### The data
"""

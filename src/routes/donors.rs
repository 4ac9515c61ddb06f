use actix_web::{web, HttpResponse, Responder};
use validator::Validate;

use crate::models::{ErrorResponse, OrganPledgeRequest, PledgeResponse, ProfileUpdateRequest};
use crate::routes::{validation_failed, AppState};
use crate::services::RegistryError;

pub fn configure(cfg: &mut web::ServiceConfig) {
    cfg
        .route("/pledges", web::post().to(create_pledge))
        .route("/profiles/{user_id}", web::get().to(get_profile))
        .route("/profiles/{user_id}", web::put().to(update_profile));
}

fn registry_error(context: &str, e: RegistryError) -> HttpResponse {
    match e {
        RegistryError::NotFound(message) => HttpResponse::NotFound().json(ErrorResponse {
            error: "Not found".to_string(),
            message,
            status_code: 404,
        }),
        RegistryError::InvalidInput(message) => HttpResponse::BadRequest().json(ErrorResponse {
            error: "Invalid input".to_string(),
            message,
            status_code: 400,
        }),
        RegistryError::Database(e) => {
            tracing::error!("{}: {}", context, e);
            HttpResponse::InternalServerError().json(ErrorResponse {
                error: context.to_string(),
                message: e.to_string(),
                status_code: 500,
            })
        }
    }
}

/// Record an organ donation pledge
///
/// POST /api/v1/pledges
///
/// Request body:
/// ```json
/// {
///   "fullName": "string",
///   "email": "string",
///   "confirmPledge": true
/// }
/// ```
async fn create_pledge(
    state: web::Data<AppState>,
    req: web::Json<OrganPledgeRequest>,
) -> impl Responder {
    if let Err(errors) = req.validate() {
        return validation_failed(errors);
    }

    if !req.confirm_pledge {
        return HttpResponse::BadRequest().json(ErrorResponse {
            error: "Validation failed".to_string(),
            message: "confirmPledge must be true to register a pledge".to_string(),
            status_code: 400,
        });
    }

    match state.registry.record_pledge(&req.full_name, &req.email).await {
        Ok(pledge) => {
            tracing::info!("Recorded organ pledge {}", pledge.pledge_id);
            HttpResponse::Ok().json(PledgeResponse {
                success: true,
                pledge_id: pledge.pledge_id,
                pledged_at: pledge.pledged_at,
            })
        }
        Err(e) => registry_error("Failed to record pledge", e),
    }
}

/// GET /api/v1/profiles/{user_id}
async fn get_profile(
    state: web::Data<AppState>,
    path: web::Path<String>,
) -> impl Responder {
    let user_id = path.into_inner();

    match state.registry.get_profile(&user_id).await {
        Ok(profile) => HttpResponse::Ok().json(profile),
        Err(e) => registry_error("Failed to fetch profile", e),
    }
}

/// Update (or create) a donor profile
///
/// PUT /api/v1/profiles/{user_id}
///
/// Every field is optional; creating a profile needs `name` and `bloodType`.
async fn update_profile(
    state: web::Data<AppState>,
    path: web::Path<String>,
    req: web::Json<ProfileUpdateRequest>,
) -> impl Responder {
    if let Err(errors) = req.validate() {
        return validation_failed(errors);
    }

    let user_id = path.into_inner();

    match state.registry.update_profile(&user_id, &req).await {
        Ok(profile) => {
            tracing::debug!("Updated profile for {}", user_id);
            HttpResponse::Ok().json(profile)
        }
        Err(e) => registry_error("Failed to update profile", e),
    }
}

"""

### What to produce
The answer must consist of every line above that holds the string "await", copied exactly.

### Result
    match state.registry.record_pledge(&req.full_name, &req.email).await {
    match state.registry.get_profile(&user_id).await {
    match state.registry.update_profile(&user_id, &req).await {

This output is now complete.